Kinase activity simultaneously determines the constitutive and the orthosteric gating in α4β1/3δ GABAA receptors in hippocampal granule cells

Abstract

AbstractA subset of the GABAA receptors expressed in recombinant systems and neurons is known to exhibit both constitutive- and agonist-induced gating. Two such receptors are the δ-subunit containing GABAA receptors α4β1δ and α4β3δ, which are expressed in adult rodent hippocampal dentate gyrus granule cells (DGGCs).
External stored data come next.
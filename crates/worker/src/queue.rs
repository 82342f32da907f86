//! Redis-backed delayed job queue.
//!
//! Jobs are serialized envelopes in a sorted set scored by their due time in
//! epoch milliseconds. Scheduling with a delay is a ZADD at now + delay;
//! popping is a ZRANGEBYSCORE bounded by now followed by a ZREM. The ZREM
//! reply arbitrates between concurrent workers: whoever removes the member
//! owns the job.

use std::time::Duration;

use async_trait::async_trait;
use chrono::Utc;
use redis::aio::ConnectionManager;
use serde::{Deserialize, Serialize};
use uuid::Uuid;

use herald_common::error::AppError;
use herald_common::types::{JOB_TYPE_WELCOME_MESSAGE, WelcomeTask};
use herald_delivery::scheduler::RetryScheduler;

const SCHEDULED_KEY: &str = "herald:jobs:scheduled";
const COMPLETED_KEY: &str = "herald:jobs:completed";
const FAILED_KEY: &str = "herald:jobs:failed";

/// A queued job envelope.
#[derive(Debug, Clone, PartialEq, Eq, Serialize, Deserialize)]
#[serde(rename_all = "camelCase")]
pub struct Job {
    pub id: Uuid,
    pub job_type: String,
    pub payload: WelcomeTask,
    /// Discard the job record once it completes successfully, instead of
    /// retaining it for inspection.
    pub remove_on_complete: bool,
}

impl Job {
    /// First-attempt welcome message job. The record is retained on
    /// completion; only retries are flagged remove-on-complete.
    pub fn welcome_message(payload: WelcomeTask) -> Self {
        Self {
            id: Uuid::new_v4(),
            job_type: JOB_TYPE_WELCOME_MESSAGE.to_string(),
            payload,
            remove_on_complete: false,
        }
    }
}

/// Redis-backed queue of delayed jobs, shared by the worker loop (pop side)
/// and the delivery engine's retry scheduling (push side).
#[derive(Clone)]
pub struct RedisTaskQueue {
    redis: ConnectionManager,
}

impl RedisTaskQueue {
    pub fn new(redis: ConnectionManager) -> Self {
        Self { redis }
    }

    fn now_ms() -> i64 {
        Utc::now().timestamp_millis()
    }

    /// Enqueue a job due immediately.
    pub async fn enqueue(&self, job: &Job) -> Result<(), AppError> {
        self.schedule_at(job, Self::now_ms()).await
    }

    /// Enqueue a job due after `delay`.
    pub async fn schedule(&self, job: &Job, delay: Duration) -> Result<(), AppError> {
        self.schedule_at(job, Self::now_ms() + delay.as_millis() as i64)
            .await
    }

    async fn schedule_at(&self, job: &Job, due_ms: i64) -> Result<(), AppError> {
        let member = serde_json::to_string(job)?;
        let mut redis = self.redis.clone();

        let _: () = redis::cmd("ZADD")
            .arg(SCHEDULED_KEY)
            .arg(due_ms)
            .arg(member)
            .query_async(&mut redis)
            .await?;

        tracing::debug!(job_id = %job.id, job_type = %job.job_type, due_ms, "Job scheduled");
        Ok(())
    }

    /// Pop the oldest due job, if any.
    pub async fn pop_due(&self) -> Result<Option<Job>, AppError> {
        let mut redis = self.redis.clone();
        let now = Self::now_ms();

        loop {
            // Oldest due member first
            let due: Vec<String> = redis::cmd("ZRANGEBYSCORE")
                .arg(SCHEDULED_KEY)
                .arg("-inf")
                .arg(now)
                .arg("LIMIT")
                .arg(0)
                .arg(1)
                .query_async(&mut redis)
                .await?;

            let Some(member) = due.into_iter().next() else {
                return Ok(None);
            };

            let removed: i64 = redis::cmd("ZREM")
                .arg(SCHEDULED_KEY)
                .arg(&member)
                .query_async(&mut redis)
                .await?;

            if removed == 0 {
                // Another worker claimed it; try the next due member.
                continue;
            }

            let job: Job = serde_json::from_str(&member)?;
            return Ok(Some(job));
        }
    }

    /// Record a successful run. Remove-on-complete jobs vanish; others are
    /// retained on the completed list.
    pub async fn complete(&self, job: &Job) -> Result<(), AppError> {
        if job.remove_on_complete {
            tracing::debug!(job_id = %job.id, "Job completed, record discarded");
            return Ok(());
        }

        let member = serde_json::to_string(job)?;
        let mut redis = self.redis.clone();
        let _: () = redis::cmd("LPUSH")
            .arg(COMPLETED_KEY)
            .arg(member)
            .query_async(&mut redis)
            .await?;

        Ok(())
    }

    /// Dead-letter a permanently failed job together with its error.
    pub async fn fail(&self, job: &Job, error: &str) -> Result<(), AppError> {
        let entry = serde_json::to_string(&serde_json::json!({ "job": job, "error": error }))?;
        let mut redis = self.redis.clone();
        let _: () = redis::cmd("LPUSH")
            .arg(FAILED_KEY)
            .arg(entry)
            .query_async(&mut redis)
            .await?;

        tracing::debug!(job_id = %job.id, "Job dead-lettered");
        Ok(())
    }
}

#[async_trait]
impl RetryScheduler for RedisTaskQueue {
    async fn schedule_retry(
        &self,
        task: &WelcomeTask,
        delay: Duration,
        reason_code: u32,
    ) -> Result<(), AppError> {
        let job = Job {
            id: Uuid::new_v4(),
            job_type: JOB_TYPE_WELCOME_MESSAGE.to_string(),
            payload: task.retry(reason_code),
            remove_on_complete: true,
        };
        self.schedule(&job, delay).await?;

        tracing::info!(
            job_id = %job.id,
            username = %task.username,
            reason_code,
            delay_ms = delay.as_millis() as u64,
            "Retry scheduled"
        );
        Ok(())
    }
}
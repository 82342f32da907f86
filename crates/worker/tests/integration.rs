//! Integration tests for the Redis job queue.
//!
//! Requires a running Redis with `REDIS_URL` env var set (defaults to
//! redis://localhost:6379). The tests share the queue keys, so run them
//! single-threaded:
//!
//! ```bash
//! REDIS_URL="redis://localhost:6379" \
//!   cargo test -p herald-worker --test integration -- --ignored --nocapture --test-threads=1
//! ```

use std::time::Duration;

use herald_common::redis_pool::create_redis_pool;
use herald_common::types::{JOB_TYPE_WELCOME_MESSAGE, WelcomeTask};
use herald_delivery::scheduler::RetryScheduler;
use herald_worker::queue::{Job, RedisTaskQueue};

/// Connect and clear the queue keys.
async fn setup() -> RedisTaskQueue {
    let url =
        std::env::var("REDIS_URL").unwrap_or_else(|_| "redis://localhost:6379".to_string());
    let mut redis = create_redis_pool(&url).await.unwrap();

    let _: () = redis::cmd("DEL")
        .arg("herald:jobs:scheduled")
        .arg("herald:jobs:completed")
        .arg("herald:jobs:failed")
        .query_async(&mut redis)
        .await
        .unwrap();

    RedisTaskQueue::new(redis)
}

#[tokio::test]
#[ignore]
async fn test_pop_on_empty_queue_returns_none() {
    let queue = setup().await;
    assert!(queue.pop_due().await.unwrap().is_none());
}

#[tokio::test]
#[ignore]
async fn test_enqueue_then_pop_round_trip() {
    let queue = setup().await;
    let job = Job::welcome_message(WelcomeTask::new("12345", "alice"));

    queue.enqueue(&job).await.unwrap();
    let popped = queue.pop_due().await.unwrap().expect("job should be due");

    assert_eq!(popped, job);
    // Claimed exactly once
    assert!(queue.pop_due().await.unwrap().is_none());
}

#[tokio::test]
#[ignore]
async fn test_scheduled_job_is_not_due_before_its_delay() {
    let queue = setup().await;
    let job = Job::welcome_message(WelcomeTask::new("12345", "alice"));

    queue.schedule(&job, Duration::from_secs(60)).await.unwrap();

    assert!(
        queue.pop_due().await.unwrap().is_none(),
        "job scheduled 60s out must not be due yet"
    );
}

#[tokio::test]
#[ignore]
async fn test_schedule_retry_enqueues_annotated_welcome_job() {
    let queue = setup().await;
    let task = WelcomeTask::new("12345", "alice");

    queue
        .schedule_retry(&task, Duration::ZERO, 130)
        .await
        .unwrap();

    let job = queue.pop_due().await.unwrap().expect("retry should be due");
    assert_eq!(job.job_type, JOB_TYPE_WELCOME_MESSAGE);
    assert_eq!(job.payload.user_id, "12345");
    assert_eq!(job.payload.username, "alice");
    assert_eq!(
        job.payload.title.as_deref(),
        Some("Resend welcome message to @alice following an error 130")
    );
    assert!(job.remove_on_complete);
}

#[tokio::test]
#[ignore]
async fn test_oldest_due_job_pops_first() {
    let queue = setup().await;
    let first_in = Job::welcome_message(WelcomeTask::new("1", "first"));
    let second_in = Job::welcome_message(WelcomeTask::new("2", "second"));

    queue.enqueue(&first_in).await.unwrap();
    tokio::time::sleep(Duration::from_millis(5)).await;
    queue.enqueue(&second_in).await.unwrap();

    let popped = queue.pop_due().await.unwrap().unwrap();
    assert_eq!(popped, first_in);
}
Here we show that the GABAA receptor mediated tonic current recorded in the presence of tetrodotoxin in adult rodent DGGCs is almost exclusively mediated by constitutively active δ-subunit containing GABAA receptors and that the constitutive current is absent in recordings at 24 °C or in recordings at 34 °C including an intracellular inhibitor of protein kinase C. These factors simultaneously govern the efficacy of an orthosteric agonist at α4β1/3δ receptors, Thio-THIP, in a reciprocal manner. In the absence of constitutive receptor activity, the efficacy of Thio-THIP was increased approximately four-fold relative to recording conditions that favors constitutive activity. Further, only under conditions of an absent constitutive current, the classified neutral antagonist gabazine (GBZ) alone, induced a tonic current in DGGCs (EC50 2.1 μM). This effect of GBZ was not seen in recording conditions of high constitutive activity, was inhibited by picrotoxin (PTX), potentiated by DS2, completely absent in δ-/- mice and reduced in β1-/- mice, but could not be replicated in human α4β1/3δ receptors expressed recombinantly in HEK cells. We hypothesize that specific intracellular components in neurons interact with receptors to determine constitutive gating and receptor responsiveness to orthosteric ligands.Significance statementThe presented data highlight how recording conditions for whole cell patch clamp analysis of α4β1/3δ GABAA receptors can mask important pharmacological effects. Specifically, orthosteric agonists appear with reduced efficacy, and other ligands, here exemplified with the well-known antagonist GBZ, are misinterpreted as being inactive/neutral, although they could have effect in constitutively silent receptors. Unmasking of potential hidden effects are easily done using recording conditions of reduced kinase activity in a relevant neuronal context. It follows that in pathologies with changes in phosphorylation level of δ-subunit containing GABAA receptors, the efficacy of an agonist of these receptors, measured by whole-cell recordings in vitro, will not match the efficacy of the same agonist in an unperturbed neuron in vivo.